サウスポー・キラー

サウスポー・キラー

サウスポー・キラー

「サウスポー・キラー」水原秀策(2005)☆☆☆★★
[913]、国内、現代、小説、ミステリー、ハードボイルド、プロ野球八百長、このミス大賞

ひさびさに、ミステリーを読んだという感じ。ここのところ、わりと文芸とか、いわゆる小説が多かった。その意味で、気軽に、楽しく読めた。 第三回このミス大賞受賞作。おもしろくないわけではない。だが、、あともう少し。このミス大賞受賞作は、どれも、あともうひとつ何かが欲しいと思わせる気がする。本書もそのひとつ。
このミス大賞の評者香山二三郎氏が、巻末の選評で語る「一人称の語りはちょっと老成しすぎですが、主人公のキャラは好感度高いし、美女相手のロマンスもちゃんと用意されている」が、この作品の全てを表す。読みやすい、おもしろい。しかし、いまひとつ深みがない。

球界の紳士たれ。往年のスター選手で、天性のキラメキ、野生のカンと言えば聞こえはいいが、客観的にみればその場のおもいつきで采配を振るう葛城監督率いる、人気球団オリオールズ。主人公はオリオールズ入団2年目、左投手の沢村航(わたる)。運動部のイヤらしさを嫌い、高校で野球を辞めたが、大学三年から野球を再開した変わり者。大学卒業後、米国に留学しているところをドラフトで指名された。そんなある日、沢村は自宅マンション前で、見ず知らずの男に暴行を受ける。「約束は守るもんだろ」男の言うことがまったくわからない。約束とは何だ?なぜ私が?
数日後、球団、そしてマスコミに匿名メールが届く。「沢村は八百長事件に関わっている」。プロ野球において八百長は禁物。彼は、いわれなき告発を受け、四面楚歌に。このまま黙っていても、埒が明かない。彼は、自分なりに犯人を突き止めるべく、調査をはじめた。その結果、周到に計画されたワナに気づく、その被害者は自分だけでなく、幾人にもの被害者を生み出していたのだ・・。

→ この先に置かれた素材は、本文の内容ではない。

//! Bisection retry for a failed Brent search.
//!
//! Bisection cannot lose its bracket, so it serves as a slower but sturdier
//! second attempt. It searches `log10(A)` through the Twine model/problem API.

use std::{convert::Infallible, f64::consts::LN_10};

use twine_core::{EquationProblem, Model};
use twine_solvers::equation::bisection;

use crate::models::flow::vessel::core::{SolveError, SolverConfig};

use super::{Bracket, Forward};

/// Transfer time as a function of `log10(A)`.
struct LogAreaModel<'a> {
    forward: &'a Forward<'a>,
}

impl Model for LogAreaModel<'_> {
    type Input = f64;
    type Output = f64;
    type Error = SolveError;

    fn call(&self, input: &Self::Input) -> Result<Self::Output, Self::Error> {
        self.forward.time(10_f64.powf(*input))
    }
}

/// Residual `t(A) − target`, in seconds.
struct TargetTime {
    target: f64,
}

impl EquationProblem<1> for TargetTime {
    type Input = f64;
    type Output = f64;
    type Error = Infallible;

    fn input(&self, x: &[f64; 1]) -> Result<Self::Input, Self::Error> {
        Ok(x[0])
    }

    fn residuals(
        &self,
        _input: &Self::Input,
        output: &Self::Output,
    ) -> Result<[f64; 1], Self::Error> {
        Ok([output - self.target])
    }
}

/// Returns the area solving `t(A) = target` inside `bracket`, if bisection converges.
pub(crate) fn solve(
    forward: &Forward<'_>,
    bracket: &Bracket,
    target: f64,
    config: &SolverConfig,
) -> Option<f64> {
    let model = LogAreaModel { forward };
    let problem = TargetTime { target };
    let [low, high] = bracket.ordered();

    let solution = bisection::solve(
        &model,
        &problem,
        [low.log10(), high.log10()],
        &bisection::Config {
            max_iters: config.fallback_max_iters,
            x_abs_tol: config.brent.x_abs_tol / LN_10,
            x_rel_tol: 0.0,
            residual_tol: 0.0,
        },
        |event: &bisection::Event<'_, _, _>| {
            // Treat a failed evaluation as too slow, moving toward larger areas.
            if event.result().is_err() {
                return Some(bisection::Action::assume_positive());
            }
            None
        },
    )
    .ok()?;

    (solution.status == bisection::Status::Converged).then(|| 10_f64.powf(solution.x))
}
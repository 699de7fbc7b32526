use super::{GasProperties, TABLE};

/// A named gas with constant properties.
///
/// Implemented by unit marker types so models can be written against a
/// specific gas at compile time, mirroring the runtime [`GasProperties::lookup`].
pub trait GasFluid {
    /// Returns the properties for this gas.
    fn properties() -> GasProperties;
}

macro_rules! table_fluid {
    ($(#[$doc:meta])* $marker:ident => $row:literal) => {
        $(#[$doc])*
        #[derive(Debug, Clone, Copy, PartialEq, Eq, Default)]
        pub struct $marker;

        impl GasFluid for $marker {
            fn properties() -> GasProperties {
                TABLE[$row].properties()
            }
        }
    };
}

table_fluid!(
    /// Dry air.
    Air => 0
);
table_fluid!(Nitrogen => 1);
table_fluid!(Oxygen => 2);
table_fluid!(Helium => 3);
table_fluid!(Hydrogen => 4);
table_fluid!(Argon => 5);
table_fluid!(CarbonDioxide => 6);

#[cfg(test)]
mod tests {
    use super::*;

    #[test]
    fn markers_match_table() {
        assert_eq!(Air::properties(), GasProperties::lookup("air").unwrap());
        assert_eq!(Helium::properties().name, "helium");
        assert_eq!(CarbonDioxide::properties().name, "carbon dioxide");
    }
}
//! # Twine Gas Transfer
//!
//! Orifice and capillary sizing for rigid vessels that are blown down or filled
//! through a single restriction, built on
//! [Twine](https://github.com/isentropic-dev/twine).
//!
//! Given a target transfer time the crate finds the restriction diameter, and
//! given a diameter it finds the transfer time. Gas is treated as ideal and the
//! vessel as isothermal.
//!
//! ## Crate layout
//!
//! - [`models`]: Domain-specific [`twine_core::Model`] implementations.
//! - [`support`]: Supporting utilities used by models.
//!
//! ## Utility code lifecycle
//!
//! Modules in [`support`] are part of the public API because they're useful,
//! but their APIs are not stable. Breaking changes may occur as needed.
//!
//! Utility code starts in a model's internal `core` module and moves to
//! [`support`] once it is useful across models or outside this crate.
//! Model-specific code remains private.

pub mod models;
pub mod support;
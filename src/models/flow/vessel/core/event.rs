use uom::si::f64::{Area, Time};

use super::{AreaBracket, Bound, Candidate, ConvergenceKind, Solved, Verdict};

/// Structured diagnostic events emitted while solving.
#[derive(Debug, Clone, PartialEq)]
pub enum SolveEvent {
    /// A cached bracket was found and will be tried first.
    CacheHit { bracket: AreaBracket },

    /// A cached bracket did not hold the target and was dropped.
    CacheDiscarded { bracket: AreaBracket },

    /// Times at the bracket ends were out of order and the ends were swapped.
    BracketSwapped { area_low: Area, area_high: Area },

    /// The bracket was widened by a decade at each end.
    BracketExpanded {
        expansions: usize,
        area_low: Area,
        area_high: Area,
    },

    /// A bracket holding the target was established.
    Bracketed {
        area_low: Area,
        area_high: Area,
        time_low: Time,
        time_high: Time,
        expansions: usize,
    },

    /// One root search iteration; `residual` is `t(A) − target`.
    RootIteration {
        iter: usize,
        area: Area,
        residual: Time,
    },

    /// The root search failed and bisection is retrying it.
    FallbackUsed { kind: ConvergenceKind },

    /// A root on a bracket end failed its residual check.
    BoundaryRejected {
        bound: Bound,
        area: Area,
        residual: f64,
    },

    /// A local perturbation was evaluated after a failed residual check.
    RefinementTried {
        factor: f64,
        area: Area,
        residual: f64,
    },

    /// A candidate passed or failed its validity gates.
    CandidateGated { candidate: Candidate, valid: bool },

    /// A solution was accepted.
    Accepted { verdict: Verdict, value: Solved },
}

/// Receives [`SolveEvent`]s.
///
/// Closures implement `EventSink`, and `()` is a sink that ignores everything.
pub trait EventSink {
    fn emit(&mut self, event: &SolveEvent);
}

impl<F> EventSink for F
where
    F: FnMut(&SolveEvent),
{
    fn emit(&mut self, event: &SolveEvent) {
        self(event);
    }
}

impl EventSink for () {
    fn emit(&mut self, _event: &SolveEvent) {}
}
use std::cmp::Ordering;

use num_traits::Zero;

use super::{Constrained, Constraint, ConstraintError};

/// Marker type enforcing that a value is non-negative (zero or greater).
///
/// Solver tolerances use this constraint: a zero tolerance is allowed and
/// simply disables the corresponding stopping test.
///
/// # Examples
///
/// ```
/// use twine_gas_transfer::support::constraint::{Constrained, NonNegative};
///
/// let tol = Constrained::<_, NonNegative>::new(0.0).unwrap();
/// assert_eq!(tol.into_inner(), 0.0);
///
/// assert!(NonNegative::new(-1.0e-9).is_err());
/// assert!(NonNegative::new(f64::NAN).is_err());
/// ```
#[derive(Debug, Clone, Copy, PartialEq, Eq, PartialOrd, Ord)]
pub struct NonNegative;

impl NonNegative {
    /// Constructs a [`Constrained<T, NonNegative>`] if the value is non-negative.
    ///
    /// # Errors
    ///
    /// Returns an error if the value is negative or not a number (`NaN`).
    pub fn new<T: PartialOrd + Zero>(
        value: T,
    ) -> Result<Constrained<T, NonNegative>, ConstraintError> {
        Constrained::<T, NonNegative>::new(value)
    }
}

impl<T: PartialOrd + Zero> Constraint<T> for NonNegative {
    fn check(value: &T) -> Result<(), ConstraintError> {
        match value.partial_cmp(&T::zero()) {
            Some(Ordering::Greater | Ordering::Equal) => Ok(()),
            Some(Ordering::Less) => Err(ConstraintError::Negative),
            None => Err(ConstraintError::NotANumber),
        }
    }
}
//! Orifice forward model: transfer time from restriction area.
//!
//! While the restriction is choked the mass flow is linear in the upstream
//! pressure and the sonic phase has a closed form. The remaining subcritical
//! phase is integrated numerically in a substituted variable (see [`integral`]).
//! Every term scales as `V/(R·T·Cd·A)`, so time is exactly proportional to `1/A`.

mod integral;

use uom::si::{
    f64::{Pressure, Time},
    pressure::pascal,
    time::second,
};

use crate::support::{gas::flow, quadrature};

use super::{Conditions, IntegralError, Pressures};

/// Orifice transfer time split by flow regime.
#[derive(Debug, Clone, Copy, PartialEq)]
pub struct OrificeTime {
    pub total: Time,
    /// Time spent choked.
    pub sonic: Time,
    /// Time spent subcritical.
    pub subsonic: Time,
    /// Whether the transfer starts choked.
    pub choked: bool,
}

/// Phase durations in seconds.
#[derive(Debug, Clone, Copy, PartialEq)]
pub(crate) struct PhaseTimes {
    pub(crate) sonic: f64,
    pub(crate) subsonic: f64,
    pub(crate) choked: bool,
}

impl PhaseTimes {
    pub(crate) fn total(&self) -> f64 {
        self.sonic + self.subsonic
    }
}

impl From<PhaseTimes> for OrificeTime {
    fn from(times: PhaseTimes) -> Self {
        Self {
            total: Time::new::<second>(times.total()),
            sonic: Time::new::<second>(times.sonic),
            subsonic: Time::new::<second>(times.subsonic),
            choked: times.choked,
        }
    }
}

/// Computes the transfer time through an orifice of the given area (m²).
pub(crate) fn time(
    conditions: &Conditions,
    area: f64,
    quadrature: &quadrature::Config,
) -> Result<PhaseTimes, IntegralError> {
    let gamma = conditions.gamma;
    let (r, t) = (conditions.r, conditions.temperature);
    let rc = flow::critical_pressure_ratio(gamma);
    let pf = conditions.final_pressure();
    let scale = conditions.volume / (conditions.rt() * conditions.cd * area);
    let sonic_scale = scale / flow::sonic_coefficient(gamma, r, t);
    let subsonic_scale = scale / flow::subsonic_coefficient(gamma, r, t);

    let fail = |lower: f64, upper: f64, start: f64, source: quadrature::Error| IntegralError {
        process: conditions.process(),
        lower,
        upper,
        margin: conditions.margin(),
        start_pressure: Pressure::new::<pascal>(start),
        final_pressure: Pressure::new::<pascal>(pf),
        gamma,
        source,
    };

    match conditions.pressures {
        Pressures::Blowdown { p1, p2 } => {
            let p_star = p2 / rc;
            let choked = p1 > p_star;

            let sonic = if choked {
                sonic_scale * (p1 / p_star.max(pf)).ln()
            } else {
                0.0
            };

            let start = p1.min(p_star);
            let subsonic = if start > pf {
                let lower = (p2 / start).powf(1.0 / gamma);
                let upper = (p2 / pf).powf(1.0 / gamma);
                let value = integral::blowdown(gamma, lower, upper, quadrature)
                    .map_err(|source| fail(lower, upper, start, source))?;
                subsonic_scale * value
            } else {
                0.0
            };

            Ok(PhaseTimes {
                sonic,
                subsonic,
                choked,
            })
        }
        Pressures::Filling { p1, ps, .. } => {
            let p_star = rc * ps;
            let choked = p1 < p_star;

            let sonic = if choked {
                sonic_scale * (p_star.min(pf) - p1) / ps
            } else {
                0.0
            };

            let start = p1.max(p_star);
            let subsonic = if start < pf {
                let lower = (start / ps).powf(1.0 / gamma);
                let upper = (pf / ps).powf(1.0 / gamma);
                let value = integral::filling(gamma, lower, upper, quadrature)
                    .map_err(|source| fail(lower, upper, start, source))?;
                subsonic_scale * value
            } else {
                0.0
            };

            Ok(PhaseTimes {
                sonic,
                subsonic,
                choked,
            })
        }
    }
}

#[cfg(test)]
mod tests {
    use super::*;

    use approx::assert_relative_eq;

    use crate::models::flow::vessel::core::test_support::{
        conditions, filling_inputs, reference_blowdown,
    };

    /// Integrates `dt = V/(R·T) · dP/ṁ` directly in log pressure.
    fn direct_time(conditions: &Conditions, area: f64) -> f64 {
        let (gamma, r, t) = (conditions.gamma, conditions.r, conditions.temperature);
        let pf = conditions.final_pressure();
        let rate = |p: f64| match conditions.pressures {
            Pressures::Blowdown { p2, .. } => {
                flow::mass_flow(conditions.cd, area, p, p2, gamma, r, t)
            }
            Pressures::Filling { ps, .. } => {
                flow::mass_flow(conditions.cd, area, ps, p, gamma, r, t)
            }
        };

        let (a, b) = (conditions.p1().ln(), pf.ln());
        let n = 20_000;
        let h = (b - a) / f64::from(n);
        let g = |s: f64| {
            let p = s.exp();
            conditions.volume / conditions.rt() * p / rate(p)
        };
        let mut sum = g(a) + g(b);
        for i in 1..n {
            let weight = if i % 2 == 0 { 2.0 } else { 4.0 };
            sum += weight * g(a + h * f64::from(i));
        }
        (sum * h / 3.0).abs()
    }

    #[test]
    fn reference_blowdown_takes_about_175_seconds() {
        let conditions = conditions(&reference_blowdown());
        let area = flow::circle_area(9.314e-6);

        let times = time(&conditions, area, &quadrature::Config::default()).unwrap();

        assert!(times.choked);
        assert!(times.sonic > 0.0 && times.subsonic > 0.0);
        assert_relative_eq!(times.total(), 175.0, max_relative = 5e-3);
    }

    #[test]
    fn blowdown_matches_direct_integration() {
        let conditions = conditions(&reference_blowdown());
        let area = 5e-11;
        let times = time(&conditions, area, &quadrature::Config::default()).unwrap();
        assert_relative_eq!(
            times.total(),
            direct_time(&conditions, area),
            max_relative = 1e-5
        );
    }

    #[test]
    fn filling_matches_direct_integration() {
        let conditions = conditions(&filling_inputs());
        let area = 2e-9;
        let times = time(&conditions, area, &quadrature::Config::default()).unwrap();

        assert!(times.choked);
        assert!(times.subsonic > 0.0);
        assert_relative_eq!(
            times.total(),
            direct_time(&conditions, area),
            max_relative = 1e-5
        );
    }

    #[test]
    fn time_is_inversely_proportional_to_area() {
        for inputs in [reference_blowdown(), filling_inputs()] {
            let conditions = conditions(&inputs);
            let config = quadrature::Config::default();
            let t1 = time(&conditions, 1e-10, &config).unwrap().total();
            let t2 = time(&conditions, 3e-10, &config).unwrap().total();
            assert_relative_eq!(t1 / t2, 3.0, max_relative = 1e-12);
        }
    }

    #[test]
    fn unchoked_blowdown_has_no_sonic_phase() {
        let mut inputs = reference_blowdown();
        inputs.upstream_pressure = Pressure::new::<pascal>(1500.0);
        let conditions = conditions(&inputs);

        let times = time(&conditions, 1e-10, &quadrature::Config::default()).unwrap();

        assert!(!times.choked);
        assert_relative_eq!(times.sonic, 0.0);
        assert!(times.subsonic > 0.0);
    }

    #[test]
    fn unresolvable_integral_reports_its_bounds() {
        let conditions = conditions(&reference_blowdown());
        let config = quadrature::Config {
            max_depth: 2,
            ..quadrature::Config::default()
        };

        let err = time(&conditions, 1e-10, &config).unwrap_err();

        assert_relative_eq!(err.margin, 0.01);
        assert_relative_eq!(err.gamma, 1.4);
        assert!(err.lower < err.upper && err.upper < 1.0);
        assert_relative_eq!(err.final_pressure.get::<pascal>(), 1010.0);
    }
}
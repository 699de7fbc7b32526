use uom::si::{area::square_meter, f64::Area};

use crate::models::flow::vessel::core::{EventSink, SolveError, SolveEvent};

use super::{Forward, Point};

/// Result of forward verification at a candidate area.
#[derive(Debug, Clone, Copy, PartialEq)]
pub(crate) enum Outcome {
    Accepted(Point),
    Rejected {
        original: Point,
        refined: Option<Point>,
    },
}

/// Forward-verifies `area`, trying local perturbations if it misses.
///
/// Each step `s` is tried as `A·(1 − s)` and `A·(1 + s)`, never above
/// `ceiling`. The perturbation with the lowest residual is kept if it both
/// improves on the original and meets `tolerance`.
pub(crate) fn verify(
    forward: &Forward<'_>,
    area: f64,
    target: f64,
    tolerance: f64,
    ceiling: f64,
    steps: &[f64],
    sink: &mut impl EventSink,
) -> Result<Outcome, SolveError> {
    let original = forward.point(area, target)?;
    if original.residual <= tolerance {
        return Ok(Outcome::Accepted(original));
    }

    let mut best: Option<Point> = None;
    for step in steps {
        for factor in [1.0 - step, 1.0 + step] {
            let point = forward.point((area * factor).min(ceiling), target)?;
            sink.emit(&SolveEvent::RefinementTried {
                factor,
                area: Area::new::<square_meter>(point.area),
                residual: point.residual,
            });
            if best.is_none_or(|b| point.residual < b.residual) {
                best = Some(point);
            }
        }
    }

    match best {
        Some(point) if point.residual < original.residual && point.residual <= tolerance => {
            Ok(Outcome::Accepted(point))
        }
        refined => Ok(Outcome::Rejected { original, refined }),
    }
}
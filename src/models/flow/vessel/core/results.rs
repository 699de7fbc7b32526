use uom::si::f64::{Length, Time};

use super::{Diagnostics, SolveError, Verdict};

/// The quantity a solve produced.
#[derive(Debug, Clone, Copy, PartialEq)]
pub enum Solved {
    Diameter(Length),
    Time(Time),
}

/// A forward-simulated sample across the final search bracket.
#[derive(Debug, Clone, Copy, PartialEq)]
pub struct TracePoint {
    pub diameter: Length,
    pub time: Time,
}

/// Non-fatal conditions noticed while solving.
#[derive(Debug, Clone, PartialEq)]
pub enum Warning {
    /// The capillary pressure ratio has no usable logarithm.
    CapillaryInapplicable,

    /// The capillary candidate is outside the laminar, long-tube regime.
    CapillaryInvalid { reynolds: f64, length_ratio: f64 },

    /// The capillary candidate is short and turbulent and was not considered.
    CapillaryForcedOut { reynolds: f64, length_ratio: f64 },

    /// The orifice inversion failed; a valid capillary result was returned instead.
    OrificeFailed(SolveError),

    /// The orifice diameter exceeds the vessel's physical ceiling.
    OrificeAboveCeiling { diameter: Length, ceiling: Length },

    /// Neither candidate is valid; the orifice value was returned.
    NeitherValid,

    /// The orifice is long for its diameter, so the thin-plate model is approximate.
    LongOrifice { length_ratio: f64 },
}

/// A validated solution.
#[derive(Debug, Clone, PartialEq)]
pub struct SolveResult {
    pub value: Solved,
    pub verdict: Verdict,
    pub diagnostics: Diagnostics,
    pub warnings: Vec<Warning>,
    /// Diameter/time samples across the search bracket, when a search ran.
    pub trace: Option<Vec<TracePoint>>,
}

impl SolveResult {
    /// Returns the solved diameter, if this was a diameter-from-time solve.
    #[must_use]
    pub fn diameter(&self) -> Option<Length> {
        match self.value {
            Solved::Diameter(diameter) => Some(diameter),
            Solved::Time(_) => None,
        }
    }

    /// Returns the solved time, if this was a time-from-diameter solve.
    #[must_use]
    pub fn time(&self) -> Option<Time> {
        match self.value {
            Solved::Time(time) => Some(time),
            Solved::Diameter(_) => None,
        }
    }
}
//! Compressible gas flow models.

pub mod vessel;
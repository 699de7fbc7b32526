//! Subcritical time integrals after removing the pressure singularity.
//!
//! In pressure form both integrands blow up where the pressure ratio across
//! the restriction reaches one. Substituting a power of that ratio leaves an
//! integrand that is finite everywhere except one endpoint, and the stopping
//! margin keeps that endpoint out of the interval.

use crate::support::quadrature::{self, integrate};

/// Blowdown: `γ ∫ dy / (y² √(1 − y^(γ−1)))` with `y = (P2/P)^(1/γ)`.
///
/// Singular at `y = 1`, where vessel pressure reaches back pressure.
pub(super) fn blowdown(
    gamma: f64,
    lower: f64,
    upper: f64,
    config: &quadrature::Config,
) -> Result<f64, quadrature::Error> {
    let exponent = gamma - 1.0;
    let integrand = |y: f64| 1.0 / (y * y * (1.0 - y.powf(exponent)).sqrt());
    Ok(gamma * integrate(integrand, lower, upper, config)?.value)
}

/// Filling: `γ ∫ z^(γ−2) / √(1 − z^(γ−1)) dz` with `z = (P/Ps)^(1/γ)`.
///
/// Singular at `z = 1`, where vessel pressure reaches supply pressure.
pub(super) fn filling(
    gamma: f64,
    lower: f64,
    upper: f64,
    config: &quadrature::Config,
) -> Result<f64, quadrature::Error> {
    let exponent = gamma - 1.0;
    let integrand = |z: f64| z.powf(gamma - 2.0) / (1.0 - z.powf(exponent)).sqrt();
    Ok(gamma * integrate(integrand, lower, upper, config)?.value)
}

#[cfg(test)]
mod tests {
    use super::*;

    use approx::assert_relative_eq;

    #[test]
    fn blowdown_matches_closed_form_for_gamma_three() {
        // With γ = 3 the antiderivative is −√(1 − y²)/y.
        let antiderivative = |y: f64| -(1.0 - y * y).sqrt() / y;
        let (lower, upper) = (0.5, 0.99);

        let value = blowdown(3.0, lower, upper, &quadrature::Config::default()).unwrap();
        let exact = 3.0 * (antiderivative(upper) - antiderivative(lower));

        assert_relative_eq!(value, exact, max_relative = 1e-6);
    }

    #[test]
    fn filling_matches_closed_form() {
        // γ∫ z^(γ−2)/√(1 − z^(γ−1)) dz = 2γ/(γ−1) · [√(1 − w_lower) − √(1 − w_upper)], w = z^(γ−1)
        let gamma: f64 = 1.4;
        let lower = 0.3;
        let upper = 0.99_f64.powf(1.0 / gamma);
        let w = |z: f64| z.powf(gamma - 1.0);

        let value = filling(gamma, lower, upper, &quadrature::Config::default()).unwrap();
        let exact =
            2.0 * gamma / (gamma - 1.0) * ((1.0 - w(lower)).sqrt() - (1.0 - w(upper)).sqrt());

        assert_relative_eq!(value, exact, max_relative = 1e-6);
    }

    #[test]
    fn collapsed_interval_contributes_nothing() {
        let config = quadrature::Config::default();
        assert_relative_eq!(blowdown(1.4, 0.9, 0.9, &config).unwrap(), 0.0);
        assert_relative_eq!(filling(1.4, 0.9, 0.5, &config).unwrap(), 0.0);
    }

    #[test]
    fn shallow_depth_cannot_resolve_the_singular_end() {
        let config = quadrature::Config {
            max_depth: 2,
            ..quadrature::Config::default()
        };
        let upper = 1.01_f64.powf(-1.0 / 1.4);
        let result = blowdown(1.4, 0.1, upper, &config);
        assert!(matches!(result, Err(quadrature::Error::MaxDepth { .. })));
    }
}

主人公沢村は知的で、野球命の熱血バカではない。「私」の視点で書かれる形式は、ハードボイルドのそれ。決してスーパーマンでないのが、ぼくの大好きなマイクル・Z・リューインを代表とするネオ・ハードボイルド、等身大のヒーローといったところでよし。筋肉トレーンニングのこだわりの描写も、リアリティーを生み出す。でも、それを生かすために、科学的なトレーニングを否定する昔ながらの根性だけのコーチを登場させるのはいかがか?ここでは、逆にポイントを落とした。
オリオールズが、葛城監督が、実在の巨人軍であり長嶋茂雄をモチーフにしているのは誰でもわかる。だが、作品でその設定が活かされているとは思えない。作品を通じ、現実の球界に何かを訴えるというわけでもないので、仮託する意味がない。在京の人気球団、名物監督、独断的な球団オーナー程度の描写で充分。逆に、実際のチーム、人物の姿が頭にチラつく分、読みにくい。
とはいえ、野球の場面はお約束通りとしても、楽しめる。実際のスポーツはあまり好きでない僕であるが、小説、マンガで描かれるゲームは嫌いでない。野球、サッカー、麻雀(麻雀はスポーツでないが)、そうしたもののゲームをうまく描いた作品は好きだ。細かいルールを知らなくても、おもしろいと読ませることが小説。その点は及第。
全般的には、おもしろかった。しかし、そこが魅力のひとつでもあるのだが、主人公が野球を突き放して見ていることがか、はたまた八百長という球界にとって忌むべき存在を、徹底的に糾弾する姿勢を描ききれなかったせいなのか、どこか深みが不足している。八百長ですら、沢村にふりかかったアクシデントに過ぎない
ステレオタイプという感想をどこかの書評で見かけたが、いい意味でステレオタイプ、悪い意味でステレオタイプなのかもしれない。主人公と恋物語を見せる女優、黒坂美鈴とかの行動もそう。とくに彼女の最後の行動は、まさしくステレオタイプ。ほんと悪いワケではないのだが、。
このミス大賞受賞時のタイトル「スロウ・カーブ」を改題した「サウスポー・キラー」は、まさしく本書にぴったりのタイトル。改題成功。

しかし、本当の意味で魅力的だったのは、元警官の悪役高木邦彦、そしてスポーツ記者下平道子、といった脇役たち。ぜひ、次回作はこのふたりを、あるいはどちらかを活かした作品を期待する。